В это время между Ахматовой и Гаршиным наметилось полное взаимопонимание, она согласилась взять его фамилию, в письмах они обсуждали детали совместной жизни, квартиру, где будут жить. С тех пор Ахматова открыто стала называть его "своим мужем".

17 января 1943 года все испытали огромную радость - пришло известие, что прорвана Ленинградская блокада. Можно было верить в то, что друзья, знакомые, родные завтра не умрут от голода и дождутся их возвращения домой.

На балахану, где жила Елена Сергеевна Булгакова, после её отъезда в конце мая в две небольшие комнатки въехала Ахматова. Одна из комнат была длинная, большая, с окном почти во всю стену. О своем новом жилище Анна Андреевна написала два стихотворения. Одно из них называлось "Хозяйка". В печатных изданиях оно всегда входило в цикл "Новоселье".

Посвящено это стихотворение Елене Сергеевне Булгаковой.

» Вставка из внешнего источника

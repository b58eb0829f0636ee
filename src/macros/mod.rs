/// Implements [`ErrorTree`](crate::traits::ErrorTree) for one or more error
/// types.
///
/// - `Type` - the default capabilities: the single cause is
///   [`Error::source`](core::error::Error::source), wrapped as a plain node,
///   and there is no multi-cause view or self-matching routine.
/// - `Type => field` - the single cause is `self.field`, kept as a full
///   [`ErrorTree`](crate::traits::ErrorTree) node. The field type must itself
///   implement `ErrorTree`.
///
/// # Note
///
/// A cause reached through `source()` is a plain node, so its own causes
/// beyond `source()` and its self-matching routine are not seen. Use the
/// `=> field` form when the wrapped error is a multi-cause or self-matching
/// error.
///
/// # Examples
///
/// ```
/// use error_tree::impl_error_tree;
/// use core::fmt;
///
/// #[derive(Debug)]
/// struct Timeout;
///
/// impl fmt::Display for Timeout {
///     fn fmt(&self, f: &mut fmt::Formatter<'_>) -> fmt::Result {
///         f.write_str("timed out")
///     }
/// }
///
/// impl core::error::Error for Timeout {}
///
/// #[derive(Debug)]
/// struct Request(Timeout);
///
/// impl fmt::Display for Request {
///     fn fmt(&self, f: &mut fmt::Formatter<'_>) -> fmt::Result {
///         f.write_str("request failed")
///     }
/// }
///
/// impl core::error::Error for Request {
///     fn source(&self) -> Option<&(dyn core::error::Error + 'static)> {
///         Some(&self.0)
///     }
/// }
///
/// impl_error_tree!(Timeout);
/// impl_error_tree!(Request => 0);
///
/// assert_eq!(error_tree::depth_first(&Timeout).count(), 1);
/// assert_eq!(error_tree::depth_first(&Request(Timeout)).count(), 2);
/// ```
#[macro_export]
macro_rules! impl_error_tree {
    ($($type:ty => $field:tt),+ $(,)?) => {
        $(
            impl $crate::traits::ErrorTree for $type {
                #[inline]
                fn single_cause(&self) -> Option<$crate::types::Node<'_>> {
                    Some($crate::types::Node::tree(&self.$field))
                }
            }
        )+
    };
    ($($type:ty),+ $(,)?) => {
        $(
            impl $crate::traits::ErrorTree for $type {}
        )+
    };
}

/// Implements [`Shape`](crate::traits::Shape) for error types, selecting how a
/// search reconciles boxed and owned forms of them.
///
/// - `value T` - `T` is requested by value; `Box<T>` nodes are found too.
/// - `opaque T` - only exact `T` nodes (and self-matching errors) are found.
///
/// `Box<T>` and `Arc<T>` are already shapes for every `T: Error + Clone`.
///
/// # Examples
///
/// ```
/// use error_tree::{impl_error_tree, impl_shape};
/// use core::fmt;
///
/// #[derive(Debug, Clone, PartialEq)]
/// struct NotFound(u32);
///
/// impl fmt::Display for NotFound {
///     fn fmt(&self, f: &mut fmt::Formatter<'_>) -> fmt::Result {
///         write!(f, "record {} not found", self.0)
///     }
/// }
///
/// impl core::error::Error for NotFound {}
///
/// impl_error_tree!(NotFound);
/// impl_shape!(value NotFound);
///
/// let boxed = Box::new(NotFound(7));
/// assert_eq!(error_tree::find::<NotFound>(&boxed), Some(NotFound(7)));
/// ```
#[macro_export]
macro_rules! impl_shape {
    (value $($type:ty),+ $(,)?) => {
        $(
            impl $crate::traits::Shape for $type {
                #[inline]
                fn classify() -> $crate::types::Strategy<Self> {
                    $crate::types::Strategy::value_primary::<$crate::__private::Box<Self>>()
                }
            }
        )+
    };
    (opaque $($type:ty),+ $(,)?) => {
        $(
            impl $crate::traits::Shape for $type {
                #[inline]
                fn classify() -> $crate::types::Strategy<Self> {
                    $crate::types::Strategy::none()
                }
            }
        )+
    };
}

/// Emits a `tracing` event at trace level when the `tracing` feature is on.
macro_rules! trace_event {
    ($($arg:tt)*) => {
        #[cfg(feature = "tracing")]
        {
            tracing::trace!($($arg)*);
        }
    };
}

pub(crate) use trace_event;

Атмосфера дворов, улиц, дома и новой комнаты - преображается в стихи. Здесь есть и тайна бывшей хозяйки, и тайна её, Ахматовой, обживающей новое пространство, вглядывающейся в тени. Тайна умножается тайной.

Колдунья В этой горнице колдунья До меня жила одна:

Тень её ещё видна Накануне новолунья.

Тень её ещё стоит У высокого порога И уклончиво и строго На меня она глядит.

Я сама не из таких,

Кто чужим подвластен чарам,

Я сама... Но, впрочем, даром Тайн не выдаю своих.

5 августа 1943

Ташкент Пастернак потом говорил Ахматовой, что за такие стихи в Средние века её бы сожгли на костре. А она смеясь отвечала, что сожгли бы её ещё до написания этих стихов.

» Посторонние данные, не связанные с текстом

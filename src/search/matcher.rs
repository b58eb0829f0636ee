//! Per-node type matching.
//!
//! For each node a [`Matcher`] tries, in order:
//!
//! 1. an exact downcast to `T`,
//! 2. shape reconciliation through the [`Strategy`] of `T` (full mode only),
//! 3. the node's [`SelfMatch`] routine with a slot shaped as `T`, then, in full
//!    mode, with a slot of the dual shape.
//!
//! The strategy is classified the first time a node fails the exact downcast
//! and is reused for the rest of the search.
//!
//! A self-matching routine that returns `true` without writing to its slot
//! only matches when the matcher was [prefilled](Matcher::prefilled): the
//! prefilled value is then taken as the result. Otherwise there is no value
//! to hand back and the node does not match.
use crate::macros::trace_event;
use crate::traits::{SelfMatch, Shape};
use crate::types::{classify, MatchPath, Node, Slot, Strategy};

/// Whether a [`Matcher`] reconciles shapes.
#[derive(Debug, Clone, Copy, PartialEq, Eq)]
pub enum Mode {
    /// Exact match, reconciliation, and self-matching with slot adaptation.
    Full,
    /// Exact match and self-matching with a slot shaped as `T` only.
    Simple,
}

/// Matches nodes of one search against the requested type `T`.
///
/// # Examples
///
/// ```
/// use error_tree::search::Matcher;
/// use error_tree::{MatchPath, Node};
/// use core::num::ParseIntError;
///
/// let err = "z".parse::<i64>().unwrap_err();
/// let mut matcher = Matcher::<Box<ParseIntError>>::full();
///
/// let (found, path) = matcher.match_node(Node::plain(&err)).unwrap();
/// assert_eq!(*found, err);
/// assert_eq!(path, MatchPath::Reconciled);
/// ```
#[derive(Debug, Clone)]
pub struct Matcher<T> {
    mode: Mode,
    strategy: Option<Strategy<T>>,
    prefill: Option<T>,
}

impl<T: Shape> Matcher<T> {
    /// A matcher that reconciles value and pointer shapes.
    #[inline]
    pub fn full() -> Self {
        Self { mode: Mode::Full, strategy: None, prefill: None }
    }

    /// A matcher that only tries exact matches and self-matching.
    #[inline]
    pub fn simple() -> Self {
        Self { mode: Mode::Simple, strategy: None, prefill: None }
    }

    /// Starts every `T`-shaped self-match slot out holding `value`.
    ///
    /// A routine can then inspect the current value through
    /// [`Slot::get_mut`], and returning `true` is trusted even if it
    /// writes nothing.
    #[inline]
    pub fn prefilled(mut self, value: T) -> Self {
        self.prefill = Some(value);
        self
    }

    /// The mode this matcher runs in.
    #[inline]
    pub fn mode(&self) -> Mode {
        self.mode
    }

    /// The strategy classified so far, if any node has needed it.
    #[inline]
    pub fn strategy(&self) -> Option<&Strategy<T>> {
        self.strategy.as_ref()
    }

    /// Tries to view `node` as `T`.
    pub fn match_node(&mut self, node: Node<'_>) -> Option<(T, MatchPath)> {
        if let Some(value) = node.downcast_ref::<T>() {
            return Some((value.clone(), MatchPath::Direct));
        }

        let strategy = self.reconciler();

        if let Some(value) = strategy.and_then(|s| s.reconcile(node.as_error())) {
            return Some((value, MatchPath::Reconciled));
        }

        let matcher = node.self_match()?;

        if let Some(value) = fill_slot(matcher, self.prefill.clone()) {
            return Some((value, MatchPath::SelfMatch));
        }

        strategy?.adapt(matcher).map(|value| (value, MatchPath::AdaptedSelfMatch))
    }

    fn reconciler(&mut self) -> Option<Strategy<T>> {
        if self.mode == Mode::Simple {
            return None;
        }

        let strategy = *self.strategy.get_or_insert_with(|| {
            let strategy = classify::<T>();
            trace_event!(
                shape = core::any::type_name::<T>(),
                kind = ?strategy.kind(),
                "classified requested error shape"
            );
            strategy
        });
        Some(strategy)
    }
}

fn fill_slot<T: 'static>(matcher: &dyn SelfMatch, mut value: Option<T>) -> Option<T> {
    if matcher.match_into(&mut Slot::new(&mut value)) {
        value
    } else {
        None
    }
}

"Долго я не могла понять, почему Ахматова назвала её колдуньей, вспоминала Г. Козловская. - Лишь много поздней я узнала, что в Ташкенте, вместе с Фаиной Георгиевной Раневской, она читала роман "Мастер и Маргарита" Булгакова. И кто знает, быть может, читала в этой самой комнате на балахане. Поэтому у меня память об этом жилище наполнена двойной поэзией о двух женщинах, прекрасных женщинах, в ней обитавших".

Однако Николай Гумилев в 1910 году написал об Ахматовой:

Из логова змиева,

Из города Киева,

Я взял не жену, а колдунью.

А думал - забавницу,

Гадал - своенравницу,

Веселую птицу-певунью.

Может быть, отсюда поэтический и в то же время немного шутливый намек на внутреннюю связь с Еленой Сергеевной Булгаковой: "Я сама... но, впрочем, даром/ Тайн не выдаю своих". Ведь и одну, и другую женщину - их мужья называли колдуньями.

Снеси-ка истому ты В Днепровские омуты,

На грешную Лысую гору, - обращался к своей жене Гумилев.

Трудно уже представить себе, как выглядели комнатки наверху, остались ли там придуманные Еленой Сергеевной детали уюта. О "милых выдумках" она написала Татьяне Луговской в Алма-Ату, когда ещё жила в Ташкенте: "Прожила у Володи в его отсутствие Паустовская - с неделю. Очень мне понравилась. Разрисовала мне комнатку. Очень остроумно: над кроватью моей с белым покрывалом - на стене нарисовала дорожку - рисунок с покрывала. Потом ещё очаровательно - на печке сделана как бы крышка футляра мирленовских духов: тоненькая девушка в пышной юбке, с крестиком на шее. С букетом цветов и корзиной в руках. Фотографии - в рамках, нарисованных на стене. Много милых выдумок".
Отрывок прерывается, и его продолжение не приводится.